Task.
In the records below, find each line with the word "MemoryStore" and copy it.

___ Records for this exercise ___

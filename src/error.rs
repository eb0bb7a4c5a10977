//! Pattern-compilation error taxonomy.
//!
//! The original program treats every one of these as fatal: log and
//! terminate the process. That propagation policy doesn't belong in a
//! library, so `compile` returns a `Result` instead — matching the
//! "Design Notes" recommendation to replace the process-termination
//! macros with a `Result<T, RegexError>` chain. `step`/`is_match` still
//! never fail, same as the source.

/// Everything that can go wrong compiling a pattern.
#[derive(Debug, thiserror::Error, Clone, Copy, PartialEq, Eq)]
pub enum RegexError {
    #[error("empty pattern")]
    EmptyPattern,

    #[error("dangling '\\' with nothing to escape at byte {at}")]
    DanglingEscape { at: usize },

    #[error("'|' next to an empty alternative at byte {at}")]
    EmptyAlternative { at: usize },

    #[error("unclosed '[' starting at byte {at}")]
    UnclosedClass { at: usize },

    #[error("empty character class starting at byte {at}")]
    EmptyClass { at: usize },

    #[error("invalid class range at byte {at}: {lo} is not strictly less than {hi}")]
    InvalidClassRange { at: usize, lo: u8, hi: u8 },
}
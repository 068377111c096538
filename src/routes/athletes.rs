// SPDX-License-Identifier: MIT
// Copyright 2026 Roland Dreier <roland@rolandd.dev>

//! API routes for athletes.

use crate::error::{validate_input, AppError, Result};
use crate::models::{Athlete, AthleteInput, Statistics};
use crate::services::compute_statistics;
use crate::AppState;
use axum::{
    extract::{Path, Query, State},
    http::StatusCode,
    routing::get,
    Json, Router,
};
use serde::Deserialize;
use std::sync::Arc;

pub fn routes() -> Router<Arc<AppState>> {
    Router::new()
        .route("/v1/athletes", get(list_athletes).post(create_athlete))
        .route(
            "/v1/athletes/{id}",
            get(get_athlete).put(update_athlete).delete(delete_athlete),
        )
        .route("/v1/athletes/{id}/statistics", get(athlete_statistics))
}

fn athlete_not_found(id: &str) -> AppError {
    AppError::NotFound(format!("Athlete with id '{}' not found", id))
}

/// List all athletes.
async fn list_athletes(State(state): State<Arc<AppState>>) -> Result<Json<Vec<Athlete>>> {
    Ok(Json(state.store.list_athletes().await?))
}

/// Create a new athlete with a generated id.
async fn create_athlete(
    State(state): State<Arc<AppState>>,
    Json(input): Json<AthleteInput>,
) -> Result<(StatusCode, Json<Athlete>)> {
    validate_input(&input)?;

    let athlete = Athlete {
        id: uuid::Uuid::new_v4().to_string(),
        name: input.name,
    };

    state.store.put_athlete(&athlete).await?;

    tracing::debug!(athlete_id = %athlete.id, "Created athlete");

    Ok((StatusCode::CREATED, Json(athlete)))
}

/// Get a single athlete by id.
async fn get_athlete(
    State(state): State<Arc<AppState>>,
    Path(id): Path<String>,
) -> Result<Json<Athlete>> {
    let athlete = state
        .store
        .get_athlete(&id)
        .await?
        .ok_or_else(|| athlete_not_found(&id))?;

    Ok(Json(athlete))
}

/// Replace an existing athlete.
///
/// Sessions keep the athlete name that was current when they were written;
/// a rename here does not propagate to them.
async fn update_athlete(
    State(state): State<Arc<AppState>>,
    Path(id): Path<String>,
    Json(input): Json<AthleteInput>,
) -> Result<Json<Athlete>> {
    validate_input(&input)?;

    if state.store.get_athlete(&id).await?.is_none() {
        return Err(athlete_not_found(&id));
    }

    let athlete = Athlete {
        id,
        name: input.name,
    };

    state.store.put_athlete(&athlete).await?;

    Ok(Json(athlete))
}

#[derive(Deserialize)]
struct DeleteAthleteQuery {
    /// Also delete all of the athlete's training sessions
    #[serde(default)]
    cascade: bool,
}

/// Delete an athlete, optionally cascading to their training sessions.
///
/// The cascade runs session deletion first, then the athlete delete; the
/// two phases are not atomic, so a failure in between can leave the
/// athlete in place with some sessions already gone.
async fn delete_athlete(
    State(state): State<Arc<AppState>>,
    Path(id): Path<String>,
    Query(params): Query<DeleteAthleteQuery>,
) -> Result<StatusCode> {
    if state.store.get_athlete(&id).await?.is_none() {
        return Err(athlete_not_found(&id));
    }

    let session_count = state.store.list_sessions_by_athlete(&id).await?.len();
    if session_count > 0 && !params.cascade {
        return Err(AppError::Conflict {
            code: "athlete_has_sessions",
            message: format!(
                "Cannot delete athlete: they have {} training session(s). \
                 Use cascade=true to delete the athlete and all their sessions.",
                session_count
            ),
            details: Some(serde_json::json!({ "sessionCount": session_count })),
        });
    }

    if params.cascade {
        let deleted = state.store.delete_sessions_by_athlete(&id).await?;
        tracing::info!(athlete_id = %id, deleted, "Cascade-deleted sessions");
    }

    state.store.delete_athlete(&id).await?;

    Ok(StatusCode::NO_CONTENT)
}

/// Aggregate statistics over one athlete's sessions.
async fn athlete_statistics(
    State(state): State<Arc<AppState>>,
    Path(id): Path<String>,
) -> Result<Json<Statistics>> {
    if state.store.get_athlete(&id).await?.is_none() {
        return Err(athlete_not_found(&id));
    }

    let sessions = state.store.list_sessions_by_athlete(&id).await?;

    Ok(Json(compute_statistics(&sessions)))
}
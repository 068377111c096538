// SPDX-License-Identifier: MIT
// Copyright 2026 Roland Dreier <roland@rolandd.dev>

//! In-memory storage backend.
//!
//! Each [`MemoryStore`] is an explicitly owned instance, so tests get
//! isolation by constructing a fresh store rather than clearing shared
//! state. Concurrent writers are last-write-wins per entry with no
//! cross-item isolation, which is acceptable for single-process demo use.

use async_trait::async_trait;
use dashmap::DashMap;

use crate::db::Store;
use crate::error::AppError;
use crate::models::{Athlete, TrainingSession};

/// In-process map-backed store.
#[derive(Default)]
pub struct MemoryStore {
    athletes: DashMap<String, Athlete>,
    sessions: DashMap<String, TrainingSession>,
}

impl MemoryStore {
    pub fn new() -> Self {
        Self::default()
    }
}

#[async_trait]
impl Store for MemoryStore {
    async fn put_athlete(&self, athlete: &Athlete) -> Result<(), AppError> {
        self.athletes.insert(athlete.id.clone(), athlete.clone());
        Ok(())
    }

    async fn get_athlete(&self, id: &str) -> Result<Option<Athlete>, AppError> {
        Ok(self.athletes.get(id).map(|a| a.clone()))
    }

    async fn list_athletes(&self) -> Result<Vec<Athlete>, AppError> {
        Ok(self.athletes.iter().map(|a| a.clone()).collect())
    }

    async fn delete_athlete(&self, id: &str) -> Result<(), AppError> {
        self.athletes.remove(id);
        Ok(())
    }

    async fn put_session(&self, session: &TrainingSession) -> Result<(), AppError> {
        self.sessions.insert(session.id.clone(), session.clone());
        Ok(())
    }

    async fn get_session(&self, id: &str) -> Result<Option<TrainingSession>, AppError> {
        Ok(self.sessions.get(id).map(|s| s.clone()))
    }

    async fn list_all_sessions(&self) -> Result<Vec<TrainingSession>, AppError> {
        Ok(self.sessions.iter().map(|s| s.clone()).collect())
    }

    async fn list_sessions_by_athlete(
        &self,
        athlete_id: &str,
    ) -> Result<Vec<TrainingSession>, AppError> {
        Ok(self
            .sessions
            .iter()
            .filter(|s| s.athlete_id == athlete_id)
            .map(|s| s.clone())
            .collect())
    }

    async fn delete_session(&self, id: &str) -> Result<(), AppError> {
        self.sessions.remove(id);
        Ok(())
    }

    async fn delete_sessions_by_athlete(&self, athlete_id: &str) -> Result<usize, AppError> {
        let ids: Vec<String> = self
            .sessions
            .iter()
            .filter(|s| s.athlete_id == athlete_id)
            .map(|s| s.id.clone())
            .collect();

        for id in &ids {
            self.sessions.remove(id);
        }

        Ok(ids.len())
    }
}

___

Completed exercise.
//! Each [`MemoryStore`] is an explicitly owned instance, so tests get
pub struct MemoryStore {
impl MemoryStore {
impl Store for MemoryStore {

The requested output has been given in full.